Further, the Company’s potential reliance on Regulation S to settle the outstanding warrants is not “part of a plan or scheme to evade the registration provisions of the Act,” since it did register the underlying shares for takedown off of the Company’s shelf registration statement, and would be seeking to rely on Regulation S solely to ensure the warrantholders are always able to exercise the warrant for shares of the Company’s common stock under the terms negotiated.
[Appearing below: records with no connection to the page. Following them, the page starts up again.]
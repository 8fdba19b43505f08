//! Relation types - declared reference kinds between content types
//!
//! A `RelationDefinition` says: records of `source_type` may attach
//! records of any of `target_types` under the name `key`. The attached
//! IDs live in record meta under `_ref_<key>`.

use crate::content::RecordId;
use crate::{Error, Result};
use serde::{Deserialize, Serialize};
use std::ops::Deref;
use std::str::FromStr;

/// Prefix of every record meta key holding an attachment list
pub const META_PREFIX: &str = "_ref_";

/// Surrogate id of a definition inside the settings blob. Never reused.
pub type InternalId = u64;

/// Validated relation key, `[A-Za-z0-9_]+`.
#[derive(Debug, Clone, PartialEq, Eq, Hash, PartialOrd, Ord, Serialize, Deserialize)]
#[serde(try_from = "String", into = "String")]
pub struct RelationKey(String);

impl RelationKey {
    pub fn new(key: impl Into<String>) -> Result<Self> {
        let key = key.into();
        if Self::is_valid(&key) {
            Ok(Self(key))
        } else {
            Err(Error::InvalidKey(key))
        }
    }

    /// Whether `key` is non-empty and made only of ASCII letters, digits and `_`
    pub fn is_valid(key: &str) -> bool {
        !key.is_empty() && key.chars().all(|c| c.is_ascii_alphanumeric() || c == '_')
    }

    pub fn as_str(&self) -> &str {
        &self.0
    }

    /// Record meta key the attachment list is stored under
    pub fn meta_key(&self) -> String {
        format!("{}{}", META_PREFIX, self.0)
    }

    /// Parse a `_ref_<key>` meta key back into its relation key
    pub fn from_meta_key(meta_key: &str) -> Option<Self> {
        meta_key
            .strip_prefix(META_PREFIX)
            .and_then(|key| Self::new(key).ok())
    }
}

impl TryFrom<String> for RelationKey {
    type Error = Error;

    fn try_from(value: String) -> Result<Self> {
        Self::new(value)
    }
}

impl From<RelationKey> for String {
    fn from(key: RelationKey) -> Self {
        key.0
    }
}

impl FromStr for RelationKey {
    type Err = Error;

    fn from_str(s: &str) -> Result<Self> {
        Self::new(s)
    }
}

impl std::fmt::Display for RelationKey {
    fn fmt(&self, f: &mut std::fmt::Formatter<'_>) -> std::fmt::Result {
        write!(f, "{}", self.0)
    }
}

impl PartialEq<str> for RelationKey {
    fn eq(&self, other: &str) -> bool {
        self.0 == other
    }
}

impl PartialEq<&str> for RelationKey {
    fn eq(&self, other: &&str) -> bool {
        self.0 == *other
    }
}

/// Ordered list of content type names.
///
/// Built from either a single name or a list; downstream code only ever
/// sees the list form.
#[derive(Debug, Clone, Default, PartialEq, Eq, Serialize, Deserialize)]
#[serde(transparent)]
pub struct TypeList(Vec<String>);

impl TypeList {
    pub fn new(types: Vec<String>) -> Self {
        Self(types)
    }

    pub fn any() -> Self {
        Self(Vec::new())
    }

    /// An empty list allows every type
    pub fn allows_any(&self) -> bool {
        self.0.is_empty()
    }

    pub fn allows(&self, record_type: &str) -> bool {
        self.allows_any() || self.0.iter().any(|t| t == record_type)
    }
}

impl Deref for TypeList {
    type Target = [String];

    fn deref(&self) -> &[String] {
        &self.0
    }
}

impl From<&str> for TypeList {
    fn from(value: &str) -> Self {
        Self(vec![value.to_string()])
    }
}

impl From<String> for TypeList {
    fn from(value: String) -> Self {
        Self(vec![value])
    }
}

impl From<Vec<String>> for TypeList {
    fn from(value: Vec<String>) -> Self {
        Self(value)
    }
}

impl From<Vec<&str>> for TypeList {
    fn from(value: Vec<&str>) -> Self {
        Self(value.into_iter().map(str::to_string).collect())
    }
}

impl From<&[&str]> for TypeList {
    fn from(value: &[&str]) -> Self {
        Self(value.iter().map(|s| s.to_string()).collect())
    }
}

impl<const N: usize> From<[&str; N]> for TypeList {
    fn from(value: [&str; N]) -> Self {
        Self(value.iter().map(|s| s.to_string()).collect())
    }
}

/// Ordered list of attached record IDs, kept exactly as given.
#[derive(Debug, Clone, Default, PartialEq, Eq, Serialize, Deserialize)]
#[serde(transparent)]
pub struct TargetIds(Vec<RecordId>);

impl TargetIds {
    pub fn new(ids: Vec<RecordId>) -> Self {
        Self(ids)
    }

    pub fn contains_id(&self, id: RecordId) -> bool {
        self.0.contains(&id)
    }
}

impl Deref for TargetIds {
    type Target = [RecordId];

    fn deref(&self) -> &[RecordId] {
        &self.0
    }
}

impl From<RecordId> for TargetIds {
    fn from(value: RecordId) -> Self {
        Self(vec![value])
    }
}

impl From<Vec<RecordId>> for TargetIds {
    fn from(value: Vec<RecordId>) -> Self {
        Self(value)
    }
}

impl From<&[RecordId]> for TargetIds {
    fn from(value: &[RecordId]) -> Self {
        Self(value.to_vec())
    }
}

impl<const N: usize> From<[RecordId; N]> for TargetIds {
    fn from(value: [RecordId; N]) -> Self {
        Self(value.to_vec())
    }
}

impl From<Option<Vec<RecordId>>> for TargetIds {
    fn from(value: Option<Vec<RecordId>>) -> Self {
        Self(value.unwrap_or_default())
    }
}

/// A declared reference kind.
#[derive(Debug, Clone, PartialEq, Eq, Serialize, Deserialize)]
pub struct RelationDefinition {
    /// Surrogate key used by the admin screen for update/delete
    pub internal_id: InternalId,
    /// External name; namespaces the attachment meta key
    pub key: RelationKey,
    /// Editor field label
    pub title: String,
    /// Type of record the field is offered on
    pub source_type: String,
    /// Types that may be attached; empty means any
    pub target_types: TypeList,
}

impl RelationDefinition {
    pub fn meta_key(&self) -> String {
        self.key.meta_key()
    }

    pub fn applies_to(&self, record_type: &str) -> bool {
        self.source_type == record_type
    }
}

/// Why a registry write was refused
#[derive(Debug, Clone, PartialEq, Eq, Serialize, Deserialize)]
#[serde(tag = "reason", content = "value", rename_all = "snake_case")]
pub enum RejectReason {
    UnknownSourceType(String),
    EmptyTargetTypes,
    UnknownTargetType(String),
    InvalidKey(String),
    EmptyTitle,
    DuplicateKey { source_type: String, key: String },
    NotFound(InternalId),
}

impl std::fmt::Display for RejectReason {
    fn fmt(&self, f: &mut std::fmt::Formatter<'_>) -> std::fmt::Result {
        match self {
            RejectReason::UnknownSourceType(t) => write!(f, "Content type '{}' does not exist", t),
            RejectReason::EmptyTargetTypes => write!(f, "At least one referenced type is required"),
            RejectReason::UnknownTargetType(t) => write!(f, "Referenced type '{}' does not exist", t),
            RejectReason::InvalidKey(k) => write!(f, "Meta key contains invalid chars: '{}'", k),
            RejectReason::EmptyTitle => write!(f, "Metabox title is empty!"),
            RejectReason::DuplicateKey { source_type, key } => {
                write!(f, "Reference '{}' already exists for '{}'", key, source_type)
            }
            RejectReason::NotFound(id) => write!(f, "Reference #{} not found", id),
        }
    }
}

/// Result of a registry write
#[derive(Debug, Clone, PartialEq, Eq, Serialize, Deserialize)]
#[serde(rename_all = "snake_case")]
pub enum UpsertOutcome {
    Created(InternalId),
    Updated(InternalId),
    Rejected(RejectReason),
}

impl UpsertOutcome {
    /// Id of the written definition, if anything was written
    pub fn id(&self) -> Option<InternalId> {
        match self {
            UpsertOutcome::Created(id) | UpsertOutcome::Updated(id) => Some(*id),
            UpsertOutcome::Rejected(_) => None,
        }
    }
}

/// Raw input of the admin settings form for one definition
#[derive(Debug, Clone, Default, PartialEq, Eq, Serialize, Deserialize)]
pub struct DefinitionForm {
    pub title: String,
    pub source_type: String,
    /// Unvalidated key as typed by the administrator
    pub key: String,
    pub target_types: TypeList,
}
use std::sync::OnceLock;

static QUIET: OnceLock<bool> = OnceLock::new();

/// Suppress decorative human output when `POSTREFS_QUIET` is set
pub fn is_quiet() -> bool {
    *QUIET.get_or_init(|| {
        std::env::var("POSTREFS_QUIET")
            .map(|v| v == "1" || v.eq_ignore_ascii_case("true"))
            .unwrap_or(false)
    })
}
Issuance Pursuant to Regulation S Is Not A Private Offering
As previously noted, the Company believes that there is no SEC rule, regulation or policy statement that bars an issuer’s ability to convert from a registered offering to an unregistered offering, other than the limitations related to potential integration of registered offerings and offerings conducted pursuant to private placement exemptions discussed above. The Company acknowledges that if it were seeking to rely on a private placement exemption, it would need to demonstrate compliance with one of the exceptions to such recognized limitations on conversion from a public to private offering. However, with regard to potential settlement of its registered warrants with unregistered shares, the Company would rely on the unregistered issuance exemption provided by Regulation S, not a private placement exemption, and thus such unregistered settlement of its warrants would not be a “private offering” subject to the conversion limitations noted for private offerings or needing to fit within an exception to such limitations discussed above.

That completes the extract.